At least the world knows about Guantánamo. On November 2nd, the Washington Post reported that the CIA has been running secret prisons—“black sites”—in Asia and Eastern Europe, where it holds the highest-value prisoners in the war on terror. These include Khalid Sheikh Muhammad, a top al-Qaeda planner, and Ramzi bin al-Shibh, co-ordinator of the attacks on New York and Washington in 2001. Human Rights Watch claims that such prisons are operated in Romania and Poland, based on the flight records of aircraft believed to belong to the CIA. The two countries have denied this. According to the Post, only the chairmen and vice-chairmen of America's House and Senate intelligence committees knew about the programme. On Thursday, the Senate demanded a classified accounting to the full chamber.

John McCain, a Republican senator, has sponsored an amendment (to the same bill as Mr Graham's) that would require all detainees in American custody, whether in military or CIA hands, be treated in accordance with the army field manual.
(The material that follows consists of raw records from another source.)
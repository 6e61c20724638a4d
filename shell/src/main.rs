use clap::Parser;
use modsh::display::Renderer;
use modsh::{Evaluation, SessionVars, Shell};
use modsh_config::{expand_path, ConfigLoader, LogFormat, ModshConfig};
use modsh_core::{Interpreters, ModuleManager};
use std::env;
use std::path::PathBuf;
use std::sync::{Arc, PoisonError, RwLock};

mod completer;

/// modsh - Interactive expression shell for running modular tools
#[derive(Parser, Debug)]
#[command(name = "modsh", version, about)]
struct Args {
    /// Directory containing module subdirectories
    #[arg(short, long, env = "MODSH_MODULES_DIR")]
    modules: Option<PathBuf>,

    /// Configuration file (replaces the default search paths)
    #[arg(long, env = "MODSH_CONFIG")]
    config: Option<String>,

    /// Execute command and exit
    #[arg(short = 'c')]
    command: Option<String>,

    /// Script file to execute, one command per line
    script: Option<PathBuf>,

    /// Do not print the banner
    #[arg(long)]
    no_banner: bool,
}

#[tokio::main]
async fn main() -> Result<(), Box<dyn std::error::Error>> {
    let args = Args::parse();

    let config = match &args.config {
        Some(path) => ConfigLoader::new().with_file(path).load().unwrap_or_else(|e| {
            eprintln!("Warning: Failed to load config: {e}, using defaults");
            ModshConfig::default()
        }),
        None => modsh_config::load().unwrap_or_else(|e| {
            eprintln!("Warning: Failed to load config: {e}, using defaults");
            ModshConfig::default()
        }),
    };
    init_logging(&config);

    let modules_dir = args
        .modules
        .clone()
        .unwrap_or_else(|| expand_path(&config.modules.dir));
    let manager = ModuleManager::new(
        modules_dir,
        Interpreters {
            python: config.modules.python.clone(),
            bash: config.modules.bash.clone(),
        },
    );
    if let Err(e) = manager.discover() {
        eprintln!("Warning: Could not scan modules: {e}");
    }

    let session = if config.session.persist {
        SessionVars::persistent(expand_path(&config.session.file))
    } else {
        SessionVars::new()
    };

    let mut shell = Shell::builder()
        .modules(Arc::new(manager))
        .session(session)
        .build();

    if let Some(command) = args.command {
        let code = run_line(&mut shell, &command, Renderer::new(false)).await;
        std::process::exit(code);
    } else if let Some(script_path) = args.script {
        match std::fs::read_to_string(&script_path) {
            Ok(content) => {
                let code = run_script(&mut shell, &content).await;
                std::process::exit(code);
            }
            Err(e) => {
                eprintln!("modsh: cannot read '{}': {e}", script_path.display());
                std::process::exit(1);
            }
        }
    } else {
        let banner = config.shell.banner && !args.no_banner;
        run_repl(&mut shell, &config, banner).await?;
    }

    Ok(())
}

fn init_logging(config: &ModshConfig) {
    let filter = tracing_subscriber::EnvFilter::try_from_default_env()
        .unwrap_or_else(|_| tracing_subscriber::EnvFilter::new(config.logging.level.as_str()));
    let builder = tracing_subscriber::fmt()
        .with_env_filter(filter)
        .with_writer(std::io::stderr);

    match config.logging.format {
        LogFormat::Json => builder.json().init(),
        LogFormat::Compact => builder.compact().init(),
        LogFormat::Pretty => builder.init(),
    }
}

/// Execute one line and print its result. Returns the exit status.
async fn run_line(shell: &mut Shell, line: &str, renderer: Renderer) -> i32 {
    match shell.execute(line).await {
        Ok(eval) => {
            if let Some(text) = renderer.render(&eval) {
                println!("{text}");
            }
            eval.status()
        }
        Err(e) => {
            eprintln!("modsh: {e}");
            1
        }
    }
}

/// Run each non-empty, non-comment line. Stops at the first error or `exit`.
async fn run_script(shell: &mut Shell, content: &str) -> i32 {
    let renderer = Renderer::new(false);
    for line in content.lines().map(str::trim) {
        if line.is_empty() || line.starts_with('#') {
            continue;
        }
        match shell.execute(line).await {
            Ok(Evaluation::Exit) => return 0,
            Ok(eval) => {
                if let Some(text) = renderer.render(&eval) {
                    println!("{text}");
                }
            }
            Err(e) => {
                eprintln!("modsh: {e}");
                return 1;
            }
        }
    }
    shell.last_status()
}

fn prompt_user() -> String {
    env::var("USER").unwrap_or_else(|_| "anonymous".to_string())
}

fn prompt_cwd() -> String {
    env::current_dir().map_or_else(|_| ".".to_string(), |p| p.display().to_string())
}

fn print_banner(shell: &Shell) {
    println!("modsh v{}", env!("CARGO_PKG_VERSION"));
    println!(
        "{} modules, {} builtins. Type 'help' for help, 'exit' to quit.",
        shell.modules().modules().len(),
        shell.builtins().len()
    );
    println!();
}

async fn run_repl(
    shell: &mut Shell,
    config: &ModshConfig,
    banner: bool,
) -> Result<(), Box<dyn std::error::Error>> {
    use completer::{ModshHelper, Names};
    use rustyline::error::ReadlineError;
    use rustyline::{CompletionType, Config, Editor};

    let history = &config.shell.history;
    let rl_config = Config::builder()
        .completion_type(CompletionType::List)
        .max_history_size(history.max_entries)?
        .history_ignore_dups(true)?
        .history_ignore_space(true)
        .build();

    let names = Arc::new(RwLock::new(Names::default()));
    let helper = ModshHelper::new(
        shell.builtins().names().map(str::to_string).collect(),
        Arc::clone(&names),
    );

    let mut rl = Editor::with_config(rl_config)?;
    rl.set_helper(Some(helper));

    let history_path = history.enabled.then(|| expand_path(&history.file));
    if let Some(path) = &history_path {
        let _ = rl.load_history(path);
    }

    if banner {
        print_banner(shell);
    }
    let renderer = Renderer::new(true);

    loop {
        {
            let mut guard = names.write().unwrap_or_else(PoisonError::into_inner);
            guard.modules = shell.modules().modules().into_iter().map(|m| m.name).collect();
            guard.vars = shell.session().iter().map(|(k, _)| k.to_string()).collect();
        }

        let prompt = config
            .shell
            .prompt
            .replace("{cwd}", &prompt_cwd())
            .replace("{user}", &prompt_user())
            .replace("{status}", &shell.last_status().to_string())
            .replace("{modules}", &shell.modules().modules().len().to_string())
            .replace("{red}", "\x1b[31m")
            .replace("{green}", "\x1b[32m")
            .replace("{blue}", "\x1b[34m")
            .replace("{yellow}", "\x1b[33m")
            .replace("{cyan}", "\x1b[36m")
            .replace("{bold}", "\x1b[1m")
            .replace("{reset}", "\x1b[0m");

        match rl.readline(&prompt) {
            Ok(line) => {
                let line = line.trim();
                if line.is_empty() {
                    continue;
                }
                let _ = rl.add_history_entry(line);

                match shell.execute(line).await {
                    Ok(Evaluation::Exit) => break,
                    Ok(Evaluation::Confirm { prompt, command }) => {
                        let answer = rl.readline(&prompt).unwrap_or_default();
                        if answer.trim().eq_ignore_ascii_case("yes") {
                            run_line(shell, &command, renderer).await;
                        } else {
                            println!("Cancelled");
                        }
                    }
                    Ok(Evaluation::Clear) => {
                        let _ = rl.clear_screen();
                    }
                    Ok(eval) => {
                        if let Some(text) = renderer.render(&eval) {
                            println!("{text}");
                        }
                    }
                    Err(e) => eprintln!("modsh: {e}"),
                }
            }
            Err(ReadlineError::Interrupted) => {
                println!("^C");
                continue;
            }
            Err(ReadlineError::Eof) => {
                println!("exit");
                break;
            }
            Err(err) => {
                eprintln!("Error: {err:?}");
                break;
            }
        }
    }

    if let Some(path) = &history_path {
        if let Some(parent) = path.parent() {
            let _ = std::fs::create_dir_all(parent);
        }
        let _ = rl.save_history(path);
    }

    Ok(())
}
This would forbid torture and degrading treatment. The president and, more vociferously, the vice-president are opposed. But the Senate passed the measure 90-to-9 last month. (The House must now agree.) Mr Bush declared flatly on Tuesday that “we do not torture.” But Mr Cheney, unable to defeat the McCain amendment so far, has asked for an exception for the CIA. If they are not torturing, sceptics sensibly ask, why the exemption?

Danger down under

Australia is another country with troops in Iraq and worries about terrorism closer to home. The country has felt vulnerable since 88 of its citizens were killed in the bombing of a Bali nightclub in 2002. This week, the Australian authorities announced that they had arrested 17 people on suspicion of planning a terrorist attack in the country. Officials said that those detained had had paramilitary training in rural Australia and were gathering chemicals for a bomb. But the police did not cite a particular target of the alleged plot. This could be because the anti-terrorism law has just been amended to make it a criminal offence to plan terrorism even when a specific target is not yet chosen.

Australia is also considering other proposals to toughen its terror law, including lengthening the period of detention without charge to 14 days. As in other countries with strong terror laws, some worry that this will further alienate the resident Muslim population. Ongoing riots in France have roots in the frustration of Muslim youths with aggressive policing and a lack of jobs.
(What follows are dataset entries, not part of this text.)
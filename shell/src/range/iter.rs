//! Iterators produced by range specifications.

use std::collections::VecDeque;
use std::net::Ipv4Addr;

/// A loop value source.
///
/// `next()` alone decides termination; `estimated_len` is a display hint.
pub trait RangeIter: Iterator<Item = String> + Send {
    /// Approximate number of values still to come.
    fn estimated_len(&self) -> usize;

    /// Release any held resources. Safe to call more than once.
    fn close(&mut self) {}
}

pub type BoxedRange = Box<dyn RangeIter>;

/// Fixed list of items, in declared order.
#[derive(Debug, Clone)]
pub struct ListIter {
    items: VecDeque<String>,
}

impl ListIter {
    pub fn new(items: impl IntoIterator<Item = String>) -> Self {
        Self {
            items: items.into_iter().collect(),
        }
    }
}

impl Iterator for ListIter {
    type Item = String;

    fn next(&mut self) -> Option<String> {
        self.items.pop_front()
    }
}

impl RangeIter for ListIter {
    fn estimated_len(&self) -> usize {
        self.items.len()
    }

    fn close(&mut self) {
        self.items.clear();
    }
}

/// How a stepped value is rendered.
#[derive(Debug, Clone, PartialEq, Eq)]
enum Render {
    Number,
    Char,
    /// Last octet appended to a fixed `a.b.c.` prefix.
    Octet(String),
    Ipv4,
}

/// Inclusive walk from `start` to `end`, one unit at a time.
#[derive(Debug, Clone)]
pub struct SteppedRange {
    current: i64,
    end: i64,
    step: i64,
    exhausted: bool,
    render: Render,
}

impl SteppedRange {
    fn new(start: i64, end: i64, render: Render, allow_descending: bool) -> Self {
        let step = if start <= end { 1 } else { -1 };
        Self {
            current: start,
            end,
            step,
            exhausted: step < 0 && !allow_descending,
            render,
        }
    }

    /// `start..=end`, counting down when `start > end`.
    pub fn numeric(start: i64, end: i64) -> Self {
        Self::new(start, end, Render::Number, true)
    }

    /// Character range over code points, counting down when reversed.
    pub fn chars(start: char, end: char) -> Self {
        Self::new(i64::from(u32::from(start)), i64::from(u32::from(end)), Render::Char, true)
    }

    /// Last-octet range under `prefix` (which ends with a dot). Ascending only.
    pub fn octets(prefix: &str, start: u8, end: u8) -> Self {
        Self::new(
            i64::from(start),
            i64::from(end),
            Render::Octet(prefix.to_string()),
            false,
        )
    }

    /// Full address range with carry across octets. Ascending only.
    pub fn ipv4(start: Ipv4Addr, end: Ipv4Addr) -> Self {
        Self::new(
            i64::from(u32::from(start)),
            i64::from(u32::from(end)),
            Render::Ipv4,
            false,
        )
    }

    fn render(&self, value: i64) -> Option<String> {
        match &self.render {
            Render::Number => Some(value.to_string()),
            Render::Char => u32::try_from(value)
                .ok()
                .and_then(char::from_u32)
                .map(String::from),
            Render::Octet(prefix) => Some(format!("{prefix}{value}")),
            Render::Ipv4 => u32::try_from(value).ok().map(|v| Ipv4Addr::from(v).to_string()),
        }
    }

    fn advance(&mut self) -> Option<i64> {
        if self.exhausted {
            return None;
        }
        let value = self.current;
        if value == self.end {
            self.exhausted = true;
        } else {
            self.current += self.step;
        }
        Some(value)
    }
}

impl Iterator for SteppedRange {
    type Item = String;

    fn next(&mut self) -> Option<String> {
        // Surrogate code points have no char; skip them.
        while let Some(value) = self.advance() {
            if let Some(rendered) = self.render(value) {
                return Some(rendered);
            }
        }
        None
    }
}

impl RangeIter for SteppedRange {
    fn estimated_len(&self) -> usize {
        if self.exhausted {
            return 0;
        }
        usize::try_from(self.end.abs_diff(self.current)).map_or(usize::MAX, |d| d.saturating_add(1))
    }
}

/// Sub-ranges exhausted one after another.
pub struct ChainIter {
    parts: VecDeque<BoxedRange>,
}

impl ChainIter {
    pub fn new(parts: impl IntoIterator<Item = BoxedRange>) -> Self {
        Self {
            parts: parts.into_iter().collect(),
        }
    }
}

impl Iterator for ChainIter {
    type Item = String;

    fn next(&mut self) -> Option<String> {
        while let Some(current) = self.parts.front_mut() {
            if let Some(value) = current.next() {
                return Some(value);
            }
            if let Some(mut done) = self.parts.pop_front() {
                done.close();
            }
        }
        None
    }
}

impl RangeIter for ChainIter {
    fn estimated_len(&self) -> usize {
        self.parts
            .iter()
            .map(|p| p.estimated_len())
            .fold(0, usize::saturating_add)
    }

    fn close(&mut self) {
        for part in &mut self.parts {
            part.close();
        }
        self.parts.clear();
    }
}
Some libertarians misquote Benjamin Franklin as saying that giving up any liberty for safety means deserving neither. All societies curb some freedoms—no individual may own a nuclear bomb. But finding the right balance between liberty and security remains tricky, not just in America, Britain and Australia but the many other free countries that are potential terrorist targets. Clamping down not only diminishes liberties but can even cause the kind of backlash that makes terrorism more likely.